How Benefits Can Make a Modest Raise Feel More Meaningful
Many employers assume compensation is mostly about salary.
That is partly true. Salary remains the most visible part of an employment offer, and if base pay is far below market, benefits will not make the problem disappear. But once salary is reasonably competitive, employees often evaluate the broader package.
Employees experience compensation through monthly cash flow, healthcare costs, family needs, job security, disability protection, and whether their employer appears invested in their wellbeing.
That is why a modest salary increase is not always as powerful as employers expect.
Recent Canadian compensation surveys reported average pay increases around the low three-percent range for 2026. Benefits Canada, summarizing Mercer survey data, reported that average total increases reached 3.3 percent in March 2026. Canadian HR Reporter also reported Mercer findings showing total increases of 3.3 percent for non-executive salaried employees and 3.0 percent for non-executive hourly employees. Source: Benefits Canada
For an employee earning $60,000, a 3.3 percent increase is $1,980 before tax. That amount helps, but after payroll deductions and income tax, the take-home effect may feel smaller than the headline number.

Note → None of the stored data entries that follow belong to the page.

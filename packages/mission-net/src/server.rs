use std::net::SocketAddr;
use std::sync::atomic::{AtomicBool, Ordering};
use std::sync::Arc;

use mission_types::wire::{decode_payload, encode};
use mission_types::{Message, SessionErrorKind};
use thiserror::Error;
use tokio::io::{AsyncReadExt, AsyncWriteExt};
use tokio::net::tcp::OwnedWriteHalf;
use tokio::net::{TcpListener, TcpSocket, TcpStream};
use tokio::sync::{Mutex, Notify};
use tracing::{info, warn};

#[derive(Debug, Error)]
pub enum SessionError {
    #[error("io error: {0}")]
    Io(#[from] std::io::Error),
    #[error("no peer connected")]
    NoPeer,
}

/// Callback surface matching the original `Server::handlers` struct.
#[derive(Default)]
pub struct Handlers {
    pub on_connect: Option<Box<dyn Fn() + Send + Sync>>,
    pub on_message: Option<Box<dyn Fn(Message) + Send + Sync>>,
    pub on_error: Option<Box<dyn Fn(SessionErrorKind, String) + Send + Sync>>,
}

impl Handlers {
    fn fire_connect(&self) {
        if let Some(f) = &self.on_connect {
            f();
        }
    }
    fn fire_message(&self, msg: Message) {
        if let Some(f) = &self.on_message {
            f(msg);
        }
    }
    fn fire_error(&self, kind: SessionErrorKind, detail: String) {
        if let Some(f) = &self.on_error {
            f(kind, detail);
        }
    }
}

/// A framed TCP server with at most one active peer. New connections are
/// only accepted after an explicit [`SessionServer::accept_new_connection`]
/// call, mirroring the original's "post a new accept only after error"
/// discipline.
pub struct SessionServer {
    handlers: Arc<Handlers>,
    writer: Arc<Mutex<Option<OwnedWriteHalf>>>,
    shutting_down: Arc<AtomicBool>,
    accept_gate: Arc<Notify>,
}

impl SessionServer {
    pub fn new(handlers: Handlers) -> Self {
        Self {
            handlers: Arc::new(handlers),
            writer: Arc::new(Mutex::new(None)),
            shutting_down: Arc::new(AtomicBool::new(false)),
            accept_gate: Arc::new(Notify::new()),
        }
    }

    /// Bind and accept exactly one pending connection at a time.
    pub async fn listen(&self, addr: SocketAddr) -> Result<(), SessionError> {
        let socket = TcpSocket::new_v4()?;
        socket.set_reuseaddr(true)?;
        socket.bind(addr)?;
        let listener = socket.listen(1024)?;

        let handlers = self.handlers.clone();
        let writer = self.writer.clone();
        let shutting_down = self.shutting_down.clone();
        let accept_gate = self.accept_gate.clone();

        tokio::spawn(async move {
            loop {
                if shutting_down.load(Ordering::SeqCst) {
                    return;
                }
                match listener.accept().await {
                    Ok((stream, peer)) => {
                        info!("accepted connection from {peer}");
                        run_connection(stream, handlers.clone(), writer.clone()).await;
                    }
                    Err(e) => {
                        handlers.fire_error(SessionErrorKind::Connecting, e.to_string());
                    }
                }
                if shutting_down.load(Ordering::SeqCst) {
                    return;
                }
                // Wait for an explicit re-accept request before posting another.
                accept_gate.notified().await;
            }
        });

        Ok(())
    }

    /// Dial `addr` outbound, same callback surface as `listen`.
    pub async fn connect(&self, addr: SocketAddr) -> Result<(), SessionError> {
        let stream = TcpStream::connect(addr).await.map_err(|e| {
            self.handlers
                .fire_error(SessionErrorKind::Connecting, e.to_string());
            e
        })?;

        let handlers = self.handlers.clone();
        let writer = self.writer.clone();
        tokio::spawn(async move {
            run_connection(stream, handlers, writer).await;
        });

        Ok(())
    }

    /// Signal that the listener should post a new accept (called after the
    /// active peer has been lost to an error).
    pub fn accept_new_connection(&self) {
        self.accept_gate.notify_one();
    }

    /// Serialize-and-send `msg` on the current peer. Raises `SENDING` on
    /// write failure or if there is no active peer.
    pub async fn deliver(&self, msg: &Message) -> Result<(), SessionError> {
        let framed = match encode(msg) {
            Ok(bytes) => bytes,
            Err(e) => {
                self.handlers
                    .fire_error(SessionErrorKind::Sending, e.to_string());
                return Err(SessionError::NoPeer);
            }
        };

        let mut guard = self.writer.lock().await;
        match guard.as_mut() {
            Some(w) => {
                if let Err(e) = w.write_all(&framed).await {
                    self.handlers
                        .fire_error(SessionErrorKind::Sending, e.to_string());
                    *guard = None;
                    return Err(SessionError::Io(e));
                }
                Ok(())
            }
            None => {
                self.handlers
                    .fire_error(SessionErrorKind::Sending, "no active peer".into());
                Err(SessionError::NoPeer)
            }
        }
    }

    pub fn close(&self) {
        self.shutting_down.store(true, Ordering::SeqCst);
        self.accept_gate.notify_one();
    }

    pub async fn has_peer(&self) -> bool {
        self.writer.lock().await.is_some()
    }
}

async fn run_connection(
    stream: TcpStream,
    handlers: Arc<Handlers>,
    writer_slot: Arc<Mutex<Option<OwnedWriteHalf>>>,
) {
    let (mut read_half, write_half) = stream.into_split();
    *writer_slot.lock().await = Some(write_half);
    handlers.fire_connect();

    loop {
        let mut len_buf = [0u8; 4];
        match read_half.read_exact(&mut len_buf).await {
            Ok(_) => {}
            Err(e) => {
                handlers.fire_error(SessionErrorKind::Reading, e.to_string());
                break;
            }
        }
        let len = u32::from_be_bytes(len_buf) as usize;

        let mut payload = vec![0u8; len];
        if let Err(e) = read_half.read_exact(&mut payload).await {
            handlers.fire_error(SessionErrorKind::Reading, e.to_string());
            break;
        }

        match decode_payload(&payload) {
            Ok(msg) => handlers.fire_message(msg),
            Err(e) => warn!("discarding unparseable payload: {e}"),
        }
    }

    *writer_slot.lock().await = None;
}

#[cfg(test)]
mod tests {
    use super::*;
    use std::sync::atomic::AtomicUsize;
    use std::time::Duration;

    #[tokio::test]
    async fn listen_then_connect_exchanges_a_message() {
        let received = Arc::new(AtomicUsize::new(0));
        let received_clone = received.clone();

        let mut server_handlers = Handlers::default();
        server_handlers.on_message = Some(Box::new(move |msg| {
            if let Message::Status { type_status } = msg {
                assert_eq!(type_status, "WAITING_INFO");
            }
            received_clone.fetch_add(1, Ordering::SeqCst);
        }));
        let server = SessionServer::new(server_handlers);

        let addr: SocketAddr = "127.0.0.1:0".parse().unwrap();
        let socket = TcpSocket::new_v4().unwrap();
        socket.bind(addr).unwrap();
        let bound_addr = socket.local_addr().unwrap();
        drop(socket);

        server.listen(bound_addr).await.unwrap();
        tokio::time::sleep(Duration::from_millis(50)).await;

        let client = SessionServer::new(Handlers::default());
        client.connect(bound_addr).await.unwrap();
        tokio::time::sleep(Duration::from_millis(50)).await;

        client
            .deliver(&Message::Status {
                type_status: "WAITING_INFO".into(),
            })
            .await
            .unwrap();
        tokio::time::sleep(Duration::from_millis(100)).await;

        assert_eq!(received.load(Ordering::SeqCst), 1);
    }
}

Now compare that with an employee who needs dental work, recurring prescriptions, physiotherapy, counselling, vision care, or family coverage. In those moments, a well-designed benefits plan can feel more practical than a small pay increase spread across the year.
Tax treatment can also affect perceived value. CRA guidance says that medical expenses paid under a qualifying Private Health Services Plan are not taxable to employees. CRA also notes that employer contributions to a qualifying PHSP, such as medical and dental plans, are not a taxable benefit when the plan meets PHSP conditions. Source: CRA
Benefits are not a substitute for competitive wages. Employees still need pay that reflects the role, the market, and the cost of living.
The point is that employees evaluate the whole package.
For small and mid-sized employers that cannot always match larger companies dollar-for-dollar on salary, a thoughtful benefits plan can create value in a different way.
A raise may help someone feel appreciated today. A strong benefits package can help them picture a longer future with the company.